Dataset entries:
>>

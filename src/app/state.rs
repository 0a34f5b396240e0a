//! Application state container and scene computation.
//!
//! This module defines [`AppState`], the composition root holding the store,
//! the search index, the filter, and the navigation cursor, along with the
//! scene computation that turns all of it into a renderable description.
//!
//! # Architecture
//!
//! `AppState` separates canonical data (the stored item list, owned by the
//! [`ItemStore`]) from derived state (the filtered subset, the active index).
//! Mutations flow through the event handler, which keeps the derived state
//! aligned; the scene is computed on demand from a consistent snapshot.

use crate::app::filter::FilterEngine;
use crate::app::navigation::NavigationController;
use crate::search::SearchIndex;
use crate::storage::ItemStore;
use crate::ui::layout::constellation_positions;
use crate::ui::motion::MotionStyle;
use crate::ui::viewmodel::{HotkeyBadge, NodeView, ScenePlan};
use std::collections::HashSet;

/// Central application state container.
///
/// Holds the storage backend and all transient session state. Mutated by the
/// event handler in response to host events; scenes are computed on demand
/// from state snapshots.
pub struct AppState {
    /// Storage backend owning the canonical item list and theme flag.
    pub store: Box<dyn ItemStore>,

    /// Fuzzy search index, rebuilt after every item mutation.
    pub index: SearchIndex,

    /// Query state machine owning the filtered subset and debounce bookkeeping.
    pub filter: FilterEngine,

    /// Cursor over the filtered subset.
    pub nav: NavigationController,

    /// Motion style chosen at startup, carried in every scene.
    pub motion: MotionStyle,
}

impl AppState {
    /// Creates the application state around a storage backend.
    ///
    /// Builds the search index over the stored items and applies the empty
    /// query once as a reset, so the first computed scene shows the full
    /// constellation with its entrance reveal.
    #[must_use]
    pub fn new(store: Box<dyn ItemStore>, motion: MotionStyle) -> Self {
        let index = SearchIndex::build(store.items());
        let mut filter = FilterEngine::new();
        let mut nav = NavigationController::new();

        let outcome = filter.refresh(store.items(), &index, true);
        if !outcome.visible.is_empty() {
            nav.reset();
        }

        Self {
            store,
            index,
            filter,
            nav,
            motion,
        }
    }

    /// Computes a renderable scene from the current state.
    ///
    /// The scene describes every stored item: its spiral position, whether
    /// the filter shows it, whether it carries the active marker, and whether
    /// it should play an enter transition. Positions are computed over the
    /// full item count, so filtering hides nodes without rearranging the
    /// constellation.
    #[must_use]
    pub fn compute_scene(&self) -> ScenePlan {
        let _span = tracing::debug_span!("compute_scene",
            item_count = self.store.items().len(),
            visible_count = self.filter.visible_count()
        )
        .entered();

        let items = self.store.items();
        let positions = constellation_positions(items.len());
        let revealing = self.filter.is_revealing();

        let visible_ids: HashSet<&str> = self
            .filter
            .visible()
            .iter()
            .map(|item| item.id.as_str())
            .collect();

        let active_id: Option<&str> = self
            .filter
            .visible()
            .get(self.nav.active_index())
            .map(|item| item.id.as_str());

        let nodes = items
            .iter()
            .zip(positions)
            .map(|(item, position)| {
                let visible = visible_ids.contains(item.id.as_str());
                NodeView {
                    id: item.id.clone(),
                    name: item.name.clone(),
                    tags: item.tags.clone(),
                    caption: item.caption().to_string(),
                    icon_kind: item.icon_kind(),
                    icon: item.icon_value().to_string(),
                    position,
                    visible,
                    active: active_id == Some(item.id.as_str()),
                    reveal: visible && revealing,
                }
            })
            .collect();

        let hotkeys = self
            .filter
            .hotkey_items()
            .iter()
            .enumerate()
            .map(|(index, item)| HotkeyBadge {
                digit: u8::try_from(index + 1).unwrap_or(0),
                item_id: item.id.clone(),
                label: item.name.clone(),
            })
            .collect();

        ScenePlan {
            nodes,
            hotkeys,
            theme: self.store.theme(),
            motion: self.motion,
            revealing,
        }
    }
}
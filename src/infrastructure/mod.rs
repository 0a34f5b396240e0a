//! Infrastructure layer for filesystem and environment interactions.
//!
//! This module provides the platform-facing plumbing the rest of the engine
//! stays agnostic of, currently the resolution of the on-disk storage location.

pub mod paths;

pub use paths::{default_data_dir, DATA_FILE_NAME, LOG_FILE_NAME, THEME_FILE_NAME};
//! Application layer coordinating state, events, and actions.
//!
//! This module defines the core application logic layer, sitting between the
//! embedding host and the domain/storage/search layers. It implements the
//! event-driven architecture that powers the interactive constellation.
//!
//! # Architecture
//!
//! The application layer follows a unidirectional data flow pattern:
//!
//! ```text
//! User Input → Events → Event Handler → State Mutations → Actions → Side Effects
//!                           ↑                                  ↓
//!                           └───────── Filter Ticks ───────────┘
//! ```
//!
//! # Modules
//!
//! - [`actions`]: Side effect commands emitted by the event handler
//! - [`debounce`]: Deadline bookkeeping for the query quiet window
//! - [`filter`]: Query state machine producing the visible subset
//! - [`handler`]: Event processing logic and state transition coordinator
//! - [`navigation`]: Wraparound cursor over the visible subset
//! - [`state`]: Central application state container and scene computation

pub mod actions;
pub mod debounce;
pub mod filter;
pub mod handler;
pub mod navigation;
pub mod state;

pub use actions::{open_links, Action, LinkOpener};
pub use debounce::{Debouncer, DEBOUNCE_WINDOW};
pub use filter::{FilterEngine, FilterOutcome};
pub use handler::{handle_event, Event};
pub use navigation::NavigationController;
pub use state::AppState;
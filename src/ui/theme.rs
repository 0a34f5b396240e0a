//! Light/dark theme flag.
//!
//! Fluxline carries a single two-value theme flag. All palette decisions
//! belong to the renderer; the engine only persists the flag and reports
//! changes so the host can restyle.

use serde::{Deserialize, Serialize};

/// The persisted appearance flag.
///
/// Serialized as the lowercase strings `"light"` and `"dark"`. A fresh
/// profile starts light; the first toggle switches to dark.
#[derive(Debug, Clone, Copy, Default, PartialEq, Eq, Serialize, Deserialize)]
#[serde(rename_all = "lowercase")]
pub enum ThemeFlag {
    #[default]
    Light,
    Dark,
}

impl ThemeFlag {
    /// Returns the opposite flag.
    #[must_use]
    pub fn toggled(self) -> Self {
        match self {
            Self::Light => Self::Dark,
            Self::Dark => Self::Light,
        }
    }

    /// Returns the flag as its persisted string form.
    #[must_use]
    pub fn as_str(self) -> &'static str {
        match self {
            Self::Light => "light",
            Self::Dark => "dark",
        }
    }
}

#[cfg(test)]
mod tests {
    use super::*;

    #[test]
    fn toggling_flips_between_light_and_dark() {
        assert_eq!(ThemeFlag::Light.toggled(), ThemeFlag::Dark);
        assert_eq!(ThemeFlag::Dark.toggled(), ThemeFlag::Light);
        assert_eq!(ThemeFlag::default(), ThemeFlag::Light);
    }

    #[test]
    fn serializes_as_lowercase_strings() {
        assert_eq!(serde_json::to_string(&ThemeFlag::Dark).unwrap(), "\"dark\"");
        let parsed: ThemeFlag = serde_json::from_str("\"light\"").unwrap();
        assert_eq!(parsed, ThemeFlag::Light);
    }
}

<<

ACTIVITY: Within the entries, find all lines holding "defines" and copy each one.

EXPECTED ANSWER:
//! This module defines [`AppState`], the composition root holding the store,
//! This module defines the core application logic layer, sitting between the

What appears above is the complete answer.